Nationwide Interest Grows!
Howell Freshman Campus Health Class Instructed by, Mary Stoody demonstrated the “Save One Life” program to area administrators March 7, 2016. The class participated in a mock cardiac arrest drill to show off their skills. The scenario: They were all attending a wedding and guests unexpectedly suffered cardiac arrest. The demonstration: students jumped into action. starting with assessment, calling 911 for help, performing CPR and ultimately utilizing AED/Defibrillation equipment. The June and Edward Kellogg Foundation funded this training program in partnership with the Red Cross. Each student received a t-shirt from the Foundation and a red cross pin upon completion of this important training. The T-shirts were designed by students from entries submitted to LESA. All students shared their enthusiasm, and pride in being part of this program that began in their own school and will soon be nationwide. Administrators gained great feedback during the demonstration. There have been hundreds trained so far.

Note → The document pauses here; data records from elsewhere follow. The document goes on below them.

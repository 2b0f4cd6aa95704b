//! Semantic Matcher — provider-backed similarity for requirements that have
//! no exact lexical hit.
//!
//! One `similarity_matrix` call covers every candidate requirement against
//! every resume passage, bounded by the configured provider timeout. Any
//! provider failure surfaces as `AnalysisError::ProviderUnavailable`; the
//! orchestrator decides what that means for the evaluation.

use std::time::Duration;

use tracing::debug;

use crate::analysis::errors::AnalysisError;
use crate::analysis::hard_matcher::has_exact_match;
use crate::analysis::models::{MatchSignal, NormalizedDocument, Requirement};
use crate::similarity::{ProviderError, SimilarityProvider};

/// Requirements the semantic pass should look at, in requirement order.
pub fn semantic_candidates(
    resume: &NormalizedDocument,
    requirements: &[Requirement],
) -> Vec<Requirement> {
    requirements
        .iter()
        .filter(|r| !has_exact_match(resume, r))
        .cloned()
        .collect()
}

/// Sentences from Summary/Skills/Experience/Projects/Certifications, or the
/// whole resume when none of those sections exist.
fn passages(resume: &NormalizedDocument) -> Vec<String> {
    let focused: Vec<String> = resume
        .sections()
        .iter()
        .filter(|s| s.tag.is_evidence_section())
        .flat_map(|s| s.sentences.iter().map(|sentence| sentence.text.clone()))
        .collect();

    if !focused.is_empty() {
        return focused;
    }
    resume.sentences().map(|s| s.text.clone()).collect()
}

pub async fn semantic_match(
    resume: &NormalizedDocument,
    candidates: &[Requirement],
    provider: &dyn SimilarityProvider,
    threshold: f32,
    timeout: Duration,
) -> Result<Vec<MatchSignal>, AnalysisError> {
    let passages = passages(resume);
    if candidates.is_empty() || passages.is_empty() {
        return Ok(Vec::new());
    }

    let queries: Vec<String> = candidates.iter().map(Requirement::description).collect();

    let matrix = tokio::time::timeout(timeout, provider.similarity_matrix(&queries, &passages))
        .await
        .map_err(|_| ProviderError::Timeout(timeout))??;

    if matrix.len() != queries.len() || matrix.iter().any(|row| row.len() != passages.len()) {
        return Err(ProviderError::Incomplete {
            expected: queries.len() * passages.len(),
            got: matrix.iter().map(Vec::len).sum(),
        }
        .into());
    }

    let signals: Vec<MatchSignal> = candidates
        .iter()
        .zip(&matrix)
        .filter_map(|(requirement, row)| {
            let (best_idx, best) = best_passage(row)?;
            debug!(
                skill = %requirement.skill_name,
                similarity = best,
                provider = provider.name(),
                "semantic best passage"
            );
            (best >= threshold).then(|| {
                MatchSignal::semantic(requirement.clone(), best, Some(passages[best_idx].clone()))
            })
        })
        .collect();

    Ok(signals)
}

/// Index and score of the highest-scoring passage; the first one wins ties.
fn best_passage(row: &[f32]) -> Option<(usize, f32)> {
    row.iter()
        .copied()
        .enumerate()
        .filter(|(_, score)| !score.is_nan())
        .fold(None, |best, (idx, score)| match best {
            Some((_, b)) if b >= score => best,
            _ => Some((idx, score)),
        })
}

#[cfg(test)]
mod tests {
    use super::*;
    use crate::analysis::models::{DocumentKind, MatchMethod, RequirementKind};
    use crate::analysis::normalizer::normalize;
    use async_trait::async_trait;
    use std::collections::BTreeSet;
    use std::sync::atomic::{AtomicUsize, Ordering};

    /// Scores 0.7 when a query's first word shows up in the passage under an alias.
    struct AliasProvider {
        calls: AtomicUsize,
    }

    impl AliasProvider {
        fn new() -> Self {
            Self {
                calls: AtomicUsize::new(0),
            }
        }
    }

    #[async_trait]
    impl SimilarityProvider for AliasProvider {
        fn name(&self) -> &'static str {
            "alias"
        }

        async fn similarity(&self, query: &str, passage: &str) -> Result<f32, ProviderError> {
            self.calls.fetch_add(1, Ordering::SeqCst);
            let passage = passage.to_lowercase();
            Ok(match query.split_whitespace().next() {
                Some("sql") if passage.contains("structured query language") => 0.7,
                Some("docker") if passage.contains("containers") => 0.5,
                _ => 0.1,
            })
        }
    }

    struct SlowProvider;

    #[async_trait]
    impl SimilarityProvider for SlowProvider {
        fn name(&self) -> &'static str {
            "slow"
        }

        async fn similarity(&self, _: &str, _: &str) -> Result<f32, ProviderError> {
            tokio::time::sleep(Duration::from_secs(60)).await;
            Ok(1.0)
        }
    }

    struct FailingProvider;

    #[async_trait]
    impl SimilarityProvider for FailingProvider {
        fn name(&self) -> &'static str {
            "failing"
        }

        async fn similarity(&self, _: &str, _: &str) -> Result<f32, ProviderError> {
            Err(ProviderError::Unavailable("connection refused".to_string()))
        }
    }

    fn requirement(name: &str) -> Requirement {
        Requirement {
            kind: RequirementKind::MustHave,
            skill_name: name.to_string(),
            synonyms: BTreeSet::new(),
            min_experience_years: None,
        }
    }

    fn resume(text: &str) -> NormalizedDocument {
        normalize(text, DocumentKind::Resume).unwrap()
    }

    #[tokio::test]
    async fn test_emits_semantic_signal_above_threshold() {
        let doc = resume("Skills\nPython. Structured Query Language reporting.");
        let provider = AliasProvider::new();
        let signals = semantic_match(
            &doc,
            &[requirement("sql"), requirement("docker")],
            &provider,
            0.65,
            Duration::from_secs(3),
        )
        .await
        .unwrap();

        assert_eq!(signals.len(), 1);
        assert_eq!(signals[0].requirement().skill_name, "sql");
        assert_eq!(signals[0].method(), MatchMethod::Semantic);
        assert!((signals[0].confidence() - 0.7).abs() < 1e-6);
        assert_eq!(signals[0].evidence(), Some("Structured Query Language reporting."));
    }

    #[test]
    fn test_candidates_exclude_exact_hits() {
        let doc = resume("Python and Docker.");
        let candidates =
            semantic_candidates(&doc, &[requirement("python"), requirement("sql"), requirement("docker")]);
        let names: Vec<&str> = candidates.iter().map(|r| r.skill_name.as_str()).collect();
        assert_eq!(names, vec!["sql"]);
    }

    #[tokio::test]
    async fn test_no_candidates_skips_provider() {
        let provider = AliasProvider::new();
        let signals = semantic_match(&resume("Python"), &[], &provider, 0.65, Duration::from_secs(3))
            .await
            .unwrap();
        assert!(signals.is_empty());
        assert_eq!(provider.calls.load(Ordering::SeqCst), 0);
    }

    #[tokio::test]
    async fn test_focuses_on_evidence_sections() {
        let doc = resume("Hobbies: structured query language trivia\nSkills\nPython");
        let provider = AliasProvider::new();
        let signals = semantic_match(&doc, &[requirement("sql")], &provider, 0.65, Duration::from_secs(3))
            .await
            .unwrap();
        // Body text is outside the evidence sections, so only "Python" is compared.
        assert!(signals.is_empty());
        assert_eq!(provider.calls.load(Ordering::SeqCst), 1);
    }

    #[tokio::test(start_paused = true)]
    async fn test_timeout_maps_to_provider_unavailable() {
        let err = semantic_match(
            &resume("Skills\nPython"),
            &[requirement("sql")],
            &SlowProvider,
            0.65,
            Duration::from_secs(3),
        )
        .await
        .unwrap_err();

        assert!(matches!(
            err,
            AnalysisError::ProviderUnavailable(ProviderError::Timeout(_))
        ));
    }

    #[tokio::test]
    async fn test_provider_error_maps_to_provider_unavailable() {
        let err = semantic_match(
            &resume("Python"),
            &[requirement("sql")],
            &FailingProvider,
            0.65,
            Duration::from_secs(3),
        )
        .await
        .unwrap_err();
        assert!(matches!(err, AnalysisError::ProviderUnavailable(_)));
    }

    #[test]
    fn test_best_passage_prefers_first_on_ties_and_skips_nan() {
        assert_eq!(best_passage(&[0.2, 0.8, 0.8]), Some((1, 0.8)));
        assert_eq!(best_passage(&[f32::NAN, 0.3]), Some((1, 0.3)));
        assert_eq!(best_passage(&[]), None);
    }
}
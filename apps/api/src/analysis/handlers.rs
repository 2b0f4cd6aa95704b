//! Axum route handlers for the Relevance API.

use axum::{extract::State, Json};
use serde::{Deserialize, Serialize};
use serde_json::Value;
use uuid::Uuid;

use crate::analysis::models::EvaluationRecord;
use crate::analysis::orchestrator::EvaluationRequest;
use crate::analysis::pool::shutdown_signalled;
use crate::analysis::requirements::JobProfile;
use crate::errors::{classify, error_body, AppError};
use crate::state::AppState;

const MAX_BATCH_SIZE: usize = 500;

// ────────────────────────────────────────────────────────────────────────────
// Request / Response types
// ────────────────────────────────────────────────────────────────────────────

#[derive(Debug, Deserialize)]
pub struct ExtractRequirementsRequest {
    pub jd_text: String,
}

#[derive(Debug, Deserialize)]
pub struct EvaluateRequest {
    pub resume_id: Option<String>,
    pub jd_id: Option<String>,
    pub resume_text: String,
    pub jd_text: String,
}

#[derive(Debug, Deserialize)]
pub struct BatchResume {
    pub resume_id: Option<String>,
    pub resume_text: String,
}

#[derive(Debug, Deserialize)]
pub struct BatchEvaluateRequest {
    pub jd_id: Option<String>,
    pub jd_text: String,
    pub resumes: Vec<BatchResume>,
}

#[derive(Debug, Serialize)]
pub struct BatchItem {
    pub resume_id: String,
    #[serde(skip_serializing_if = "Option::is_none")]
    pub result: Option<EvaluationRecord>,
    #[serde(skip_serializing_if = "Option::is_none")]
    pub error: Option<Value>,
}

#[derive(Debug, Serialize)]
pub struct BatchEvaluateResponse {
    pub jd_id: String,
    pub results: Vec<BatchItem>,
}

/// Caller-supplied id, or a fresh UUID when none was given.
fn resolve_id(id: Option<String>, field: &str) -> Result<String, AppError> {
    match id {
        Some(id) if id.trim().is_empty() => {
            Err(AppError::Validation(format!("{field} cannot be blank")))
        }
        Some(id) => Ok(id),
        None => Ok(Uuid::new_v4().to_string()),
    }
}

// ────────────────────────────────────────────────────────────────────────────
// Handlers
// ────────────────────────────────────────────────────────────────────────────

/// POST /api/v1/requirements
///
/// Previews what the extractor finds in a JD: requirements, role title,
/// experience and education asks.
pub async fn handle_extract_requirements(
    State(state): State<AppState>,
    Json(request): Json<ExtractRequirementsRequest>,
) -> Result<Json<JobProfile>, AppError> {
    let profile = state.engine.extract_profile(&request.jd_text)?;
    Ok(Json(profile))
}

/// POST /api/v1/evaluations
///
/// Evaluates one resume against one JD.
pub async fn handle_evaluate(
    State(state): State<AppState>,
    Json(request): Json<EvaluateRequest>,
) -> Result<Json<EvaluationRecord>, AppError> {
    let request = EvaluationRequest {
        resume_id: resolve_id(request.resume_id, "resume_id")?,
        jd_id: resolve_id(request.jd_id, "jd_id")?,
        resume_text: request.resume_text,
        jd_text: request.jd_text,
    };

    let result = state
        .engine
        .evaluate_with_shutdown(&request, shutdown_signalled(state.shutdown.clone()))
        .await?;

    Ok(Json(result.to_record()))
}

/// POST /api/v1/evaluations/batch
///
/// Evaluates many resumes against one JD on the worker pool. A failing
/// resume is reported in its slot and does not fail the batch.
pub async fn handle_evaluate_batch(
    State(state): State<AppState>,
    Json(request): Json<BatchEvaluateRequest>,
) -> Result<Json<BatchEvaluateResponse>, AppError> {
    if request.resumes.is_empty() {
        return Err(AppError::Validation("resumes cannot be empty".to_string()));
    }
    if request.resumes.len() > MAX_BATCH_SIZE {
        return Err(AppError::Validation(format!(
            "at most {MAX_BATCH_SIZE} resumes per batch, got {}",
            request.resumes.len()
        )));
    }

    let jd_id = resolve_id(request.jd_id, "jd_id")?;
    let requests = request
        .resumes
        .into_iter()
        .map(|resume| {
            Ok(EvaluationRequest {
                resume_id: resolve_id(resume.resume_id, "resume_id")?,
                jd_id: jd_id.clone(),
                resume_text: resume.resume_text,
                jd_text: request.jd_text.clone(),
            })
        })
        .collect::<Result<Vec<_>, AppError>>()?;

    let resume_ids: Vec<String> = requests.iter().map(|r| r.resume_id.clone()).collect();
    let outcomes = state
        .pool
        .evaluate_all_until(requests, state.shutdown.clone())
        .await;

    let results = resume_ids
        .into_iter()
        .zip(outcomes)
        .map(|(resume_id, outcome)| match outcome {
            Ok(result) => BatchItem {
                resume_id,
                result: Some(result.to_record()),
                error: None,
            },
            Err(failure) => {
                let (_, code) = classify(&failure.error);
                let body = error_body(code, failure.to_string(), Some(failure.stage));
                BatchItem {
                    resume_id,
                    result: None,
                    error: Some(body["error"].clone()),
                }
            }
        })
        .collect();

    Ok(Json(BatchEvaluateResponse { jd_id, results }))
}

This is the first program of its kind anywhere. Mr. John Cauley of Michigan Red Cross, updated us on interests, nationally mirroring our “Save One Life” program” and Tim Jackson, LESA Superintendent, informed us of possible congressional bills in Michigan being introduced to mandate the Livingston County “Save one Live” program be taught statewide.
Dr. Thomas M. Kellogg Charman of the Kellogg Family Foundation expressed gratitude to all the students, teachers and administrators for their enthusiasm and passion. He relayed facts stated by Livingston County EMS and 911 Director Emergency Management Coordinator, Jeffrey R Boyd:
- Most often, the first persons to be on the scene when the need arises for life-saving CPR, are High School kids!
- Most High School Kids do not have any CPR training!
- Sadly, High School teachers are not required to be CPR trained!
- Nearly 383,000 out-of-hospital sudden cardiac arrests occur annually, and 88 percent of cardiac arrests occur at home.
- Effective bystander CPR, provided immediately after cardiac arrest, double’s a victim’s chances of survival.
- Approximately 95 percent of sudden cardiac arrest victims die before reaching the hospital.
- If bystander CPR is not provided, a sudden cardiac arrest victim’s chances of survival fall 7 to 10 percent for every minute of delay, until defibrillation.
“The importance of this program is tremendous! We will most likely save many lives!” The program… “Save one Life” is determined to train every high school student in Livingston County within 4 years. All mannequins, training manuals, manpower, and Red Cross supplies are provided to each school through a grant from the Kellogg Family Foundation. Our “Save One Life” program is being followed closely, nationwide.
Kellogg Family Foundation is also proud to be able to Partner with this year’s Save Michigan Heart conference, funding the April 25, 2016, event. It takes place this year at the Livingston County EMS complex. The mission is to double survival of patients who sustain a cardiac arrest in the community by 2020!!